Stock rally losing puff as economic growth doubts grow
2022.05.18 09:17
A passerby wearing a protective face mask walks past an electric screen displaying a graph showing Japan’s Nikkei share average, amid the coronavirus disease (COVID-19) pandemic, in Tokyo, Japan February 24, 2022. REUTERS/Issei Kato/Files
By Tom Westbrook
SINGAPORE (Reuters) – Asia’s stock markets eked out their fourth straight session of gains on Wednesday, but the recent rally lost momentum as nagging doubts about inflation and the drag from rate rises overshadowed bits and pieces of good news about the global growth outlook.
MSCI’s broadest index of Asia-Pacific shares outside Japan rose 0.5% and is on its longest winning streak since February. Japan’s Nikkei rose 0.6% and miners led Australian shares about 0.9% higher.
Gains followed a surge on Wall Street and a slump in the dollar as investors pushed worries about inflation and recession to the back of their minds.
But analysts doubted it could last and both the greenback and futures were steadying in Asia. S&P 500 futures fell 0.2%, Nasdaq 100 futures fell 0.4% while FTSE futures were flat and European futures rose 0.2%.
“After plunging into last week, shares could have a further near-term bounce,” said Shane Oliver, chief economist and head of investment strategy at Australia’s AMP (OTC:AMLTF) Capital.
“But risks around inflation, monetary tightening, the war in Ukraine and Chinese growth remain high and still point to more downside in share markets,” he said.

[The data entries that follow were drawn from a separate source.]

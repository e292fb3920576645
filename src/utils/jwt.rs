// src/utils/jwt.rs

use std::time::{SystemTime, UNIX_EPOCH};

use axum::{
    body::Body,
    extract::State,
    http::{Request, header},
    middleware::Next,
    response::Response,
};
use jsonwebtoken::{DecodingKey, EncodingKey, Header, Validation, decode, encode};
use serde::{Deserialize, Serialize};

use crate::{config::Config, error::AppError};

/// JWT Claims structure.
#[derive(Debug, Deserialize, Serialize, Clone)]
pub struct Claims {
    /// Subject - Stores the User ID (as string).
    pub sub: String,
    /// User's role (e.g., 'user', 'admin').
    pub role: String,
    /// Expiration time as Unix timestamp.
    pub exp: usize,
}

impl Claims {
    /// The authenticated user's id.
    pub fn user_id(&self) -> Result<i64, AppError> {
        self.sub
            .parse::<i64>()
            .map_err(|_| AppError::AuthError("Invalid token subject".to_string()))
    }

    pub fn is_admin(&self) -> bool {
        self.role == "admin"
    }
}

/// Signs a new JWT for the user.
pub fn sign_jwt(id: i64, role: &str, secret: &str, expiration_seconds: u64) -> Result<String, AppError> {
    // Calculate expiration: current time + expiration_seconds
    let expiration = SystemTime::now()
        .duration_since(UNIX_EPOCH)
        .map_err(|e| AppError::InternalServerError(e.to_string()))?
        .as_secs() as usize
        + expiration_seconds as usize;

    let claims = Claims {
        sub: id.to_string(),
        role: role.to_owned(),
        exp: expiration,
    };

    encode(
        &Header::default(),
        &claims,
        &EncodingKey::from_secret(secret.as_bytes()),
    )
    .map_err(|e| AppError::InternalServerError(e.to_string()))
}

/// Verifies and decodes a JWT string.
pub fn verify_jwt(token: &str, secret: &str) -> Result<Claims, AppError> {
    let token_data = decode(
        token,
        &DecodingKey::from_secret(secret.as_bytes()),
        &Validation::default(),
    )
    .map_err(|_| AppError::AuthError("Invalid token".to_string()))?;

    Ok(token_data.claims)
}

/// Axum Middleware: Authentication.
///
/// Validates the 'Authorization: Bearer <token>' header and injects `Claims`
/// into the request extensions. Anything else is 401.
pub async fn auth_middleware(
    State(config): State<Config>,
    mut req: Request<Body>,
    next: Next,
) -> Result<Response, AppError> {
    let token = req
        .headers()
        .get(header::AUTHORIZATION)
        .and_then(|value| value.to_str().ok())
        .and_then(|value| value.strip_prefix("Bearer "))
        .ok_or_else(|| AppError::AuthError("Missing bearer token".to_string()))?;

    let claims = verify_jwt(token, &config.jwt_secret)?;
    req.extensions_mut().insert(claims);
    Ok(next.run(req).await)
}

/// Axum Middleware: Admin Authorization.
///
/// Must be used AFTER `auth_middleware`.
pub async fn admin_middleware(req: Request<Body>, next: Next) -> Result<Response, AppError> {
    let claims = req
        .extensions()
        .get::<Claims>()
        .ok_or_else(|| AppError::AuthError("Missing bearer token".to_string()))?;

    if !claims.is_admin() {
        return Err(AppError::Forbidden("Admin role required".to_string()));
    }

    Ok(next.run(req).await)
}
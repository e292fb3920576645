// src/config.rs

use std::env;
use dotenvy::dotenv;

/// Header carrying partner API keys.
pub const API_KEY_HEADER: &str = "x-api-key";

/// Length of generated partner API keys.
pub const API_KEY_LENGTH: usize = 48;

/// Leading characters of an API key kept for display.
pub const API_KEY_PREFIX_LENGTH: usize = 8;

const DEFAULT_ORIGINS: &str = "http://localhost:3000,http://127.0.0.1:3000";

#[derive(Debug, thiserror::Error)]
pub enum ConfigError {
    #[error("{0} must be set")]
    Missing(&'static str),
    #[error("{key} is not a valid number: {value}")]
    InvalidNumber { key: &'static str, value: String },
}

#[derive(Debug, Clone)]
pub struct Config {
    pub database_url: String,
    pub jwt_secret: String,
    /// Session lifetime in seconds.
    pub jwt_expiration: u64,
    pub rust_log: String,
    pub port: u16,
    pub cors_origins: Vec<String>,
    pub admin_username: Option<String>,
    pub admin_password: Option<String>,
}

impl Config {
    pub fn from_env() -> Result<Self, ConfigError> {
        dotenv().ok();

        let database_url = required("DATABASE_URL")?;
        let jwt_secret = required("JWT_SECRET")?;
        let jwt_expiration = number("JWT_EXPIRATION", 86_400)?;
        let port = number("PORT", 3000)?;

        let rust_log = env::var("RUST_LOG")
            .unwrap_or_else(|_| "info".to_string());

        let cors_origins = env::var("CORS_ORIGINS")
            .unwrap_or_else(|_| DEFAULT_ORIGINS.to_string())
            .split(',')
            .map(str::trim)
            .filter(|s| !s.is_empty())
            .map(String::from)
            .collect();

        Ok(Self {
            database_url,
            jwt_secret,
            jwt_expiration,
            rust_log,
            port,
            cors_origins,
            admin_username: env::var("ADMIN_USERNAME").ok(),
            admin_password: env::var("ADMIN_PASSWORD").ok(),
        })
    }
}

fn required(key: &'static str) -> Result<String, ConfigError> {
    env::var(key).map_err(|_| ConfigError::Missing(key))
}

fn number<T: std::str::FromStr>(key: &'static str, default: T) -> Result<T, ConfigError> {
    match env::var(key) {
        Ok(value) => value
            .trim()
            .parse()
            .map_err(|_| ConfigError::InvalidNumber { key, value }),
        Err(_) => Ok(default),
    }
}
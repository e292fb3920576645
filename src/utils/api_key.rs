// src/utils/api_key.rs

use axum::{body::Body, extract::State, http::Request, middleware::Next, response::Response};

use crate::{
    config::API_KEY_HEADER, error::AppError, models::api_key::PartnerContext, state::AppState,
    utils::hash::sha256_hex,
};

/// Axum Middleware: partner authentication.
///
/// Hashes the `X-API-Key` header and looks the digest up among unrevoked keys.
/// On success a [`PartnerContext`] is injected for the handler; otherwise 401.
pub async fn api_key_middleware(
    State(state): State<AppState>,
    mut req: Request<Body>,
    next: Next,
) -> Result<Response, AppError> {
    let key_hash = req
        .headers()
        .get(API_KEY_HEADER)
        .and_then(|value| value.to_str().ok())
        .map(str::trim)
        .filter(|value| !value.is_empty())
        .map(sha256_hex)
        .ok_or_else(|| AppError::AuthError("Missing API key".to_string()))?;

    let key = state
        .store
        .find_active_api_key(&key_hash)
        .await?
        .ok_or_else(|| AppError::AuthError("Invalid API key".to_string()))?;

    tracing::debug!(key_id = key.id, partner = %key.partner_name, "Partner request authenticated");

    req.extensions_mut().insert(PartnerContext {
        key_id: key.id,
        partner_name: key.partner_name,
    });
    Ok(next.run(req).await)
}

The dollar held firm after an overnight kicking, helped by Australian wage growth missing forecasts, which pulled down the Aussie dollar briefly below $0.70.

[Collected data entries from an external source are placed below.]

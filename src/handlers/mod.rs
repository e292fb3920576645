// src/handlers/mod.rs

pub mod admin;
pub mod assessment;
pub mod auth;
pub mod profile;
pub mod results;
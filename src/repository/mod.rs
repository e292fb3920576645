// src/repository/mod.rs

//! Storage seams. Handlers and services only talk to these traits; the
//! Postgres adapter serves production and the in-memory adapter serves tests.

pub mod memory;
pub mod postgres;

use std::collections::HashMap;

use async_trait::async_trait;

use crate::models::{
    api_key::{ApiKey, NewApiKey},
    assessment::{ChoiceRef, NewQuestion, NewTest, Question, QuestionRef, Test},
    family::Family,
    result::{NewResult, ResultDetail, TestResult},
    user::{NewUser, User},
};

pub use memory::MemoryStore;
pub use postgres::PgStore;

#[derive(Debug, thiserror::Error)]
pub enum RepositoryError {
    #[error("{0} not found")]
    NotFound(&'static str),
    #[error("{0}")]
    Conflict(String),
    #[error("database error: {0}")]
    Database(#[from] sqlx::Error),
    #[error("stored data is invalid: {0}")]
    Corrupt(String),
    #[error("store unavailable: {0}")]
    Unavailable(String),
}

pub type RepoResult<T> = Result<T, RepositoryError>;

/// Users. Every read sees active (not soft-deleted) users only.
#[async_trait]
pub trait UserRepository: Send + Sync {
    async fn create_user(&self, new: NewUser) -> RepoResult<User>;
    async fn find_user(&self, id: i64) -> RepoResult<Option<User>>;
    async fn find_user_by_username(&self, username: &str) -> RepoResult<Option<User>>;
    async fn list_users(&self) -> RepoResult<Vec<User>>;
    /// Soft-deletes the user and returns how many results they own.
    async fn soft_delete_user(&self, id: i64) -> RepoResult<i64>;
}

/// Reference data: tests, questions and weighted choices.
#[async_trait]
pub trait WeightStore: Send + Sync {
    async fn create_test(&self, new: NewTest) -> RepoResult<Test>;
    async fn create_question(&self, new: NewQuestion) -> RepoResult<Question>;
    async fn find_test(&self, id: i64) -> RepoResult<Option<Test>>;
    async fn list_tests(&self, family: Family) -> RepoResult<Vec<Test>>;
    async fn questions_for_test(&self, test_id: i64) -> RepoResult<Vec<Question>>;
    /// Looks up questions by id. Unknown ids are simply absent.
    async fn question_refs(&self, ids: &[i64]) -> RepoResult<Vec<QuestionRef>>;
    /// Looks up choices by id. Unknown ids are simply absent.
    async fn choice_refs(&self, ids: &[i64]) -> RepoResult<Vec<ChoiceRef>>;
}

/// Append-only results.
#[async_trait]
pub trait ResultRepository: Send + Sync {
    /// Writes header, details and the profile label in one transaction.
    /// Nothing persists when any step fails.
    async fn persist_result(&self, new: NewResult) -> RepoResult<i64>;
    async fn find_result(&self, id: i64) -> RepoResult<Option<TestResult>>;
    async fn result_details(&self, result_id: i64) -> RepoResult<Vec<ResultDetail>>;
    /// Newest first.
    async fn list_results(&self, user_id: i64, family: Option<Family>) -> RepoResult<Vec<TestResult>>;
    async fn latest_result(&self, user_id: i64, family: Family) -> RepoResult<Option<TestResult>>;
    /// Number of results per family. Families never taken are absent.
    async fn count_results(&self, user_id: i64) -> RepoResult<HashMap<Family, i64>>;
}

#[async_trait]
pub trait ApiKeyRepository: Send + Sync {
    async fn create_api_key(&self, new: NewApiKey) -> RepoResult<ApiKey>;
    /// Unrevoked key with the given digest.
    async fn find_active_api_key(&self, key_hash: &str) -> RepoResult<Option<ApiKey>>;
    async fn list_api_keys(&self) -> RepoResult<Vec<ApiKey>>;
    async fn revoke_api_key(&self, id: i64) -> RepoResult<()>;
}

/// Everything the application needs from storage.
pub trait Store: UserRepository + WeightStore + ResultRepository + ApiKeyRepository {}

impl<T> Store for T where T: UserRepository + WeightStore + ResultRepository + ApiKeyRepository {}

The greenback steadied on the euro at $1.0534 and paused a strong bounce for sterling at $1.2480 that followed solid labour data on Tuesday.
Inflation figures in Britain and Canada due later on Wednesday could also shift rate expectations and move the currencies. The dollar index hovered at 103.370.
“It’s still far too early to call a long term peak in the dollar and retracements should be shallow,” said analysts at Westpac. “But some two-way consolidation between 102-104 is likely near-term,” they added, referring to the dollar index.
NEGATIVE SHOCKS
Positive data had helped the short-term mood, with U.S. retail sales meeting forecasts for a solid increase in April and industrial production beating expectations.
Data on Wednesday showed Japan’s economy shrank less than expected in the first quarter.
Shanghai is also edging toward an end to its protracted lockdown and China’s vice-premier made soothing comments to tech executives in the latest sign of a let up in pressure.
However, any good news was offset by the reminder from Federal Reserve Chair Jerome Powell that controlling inflation would demand rate rises and possibly some pain.
Investors have priced in 50 basis point U.S. rate hikes in June and July and see the benchmark Fed funds rate nudging 3% by early next year.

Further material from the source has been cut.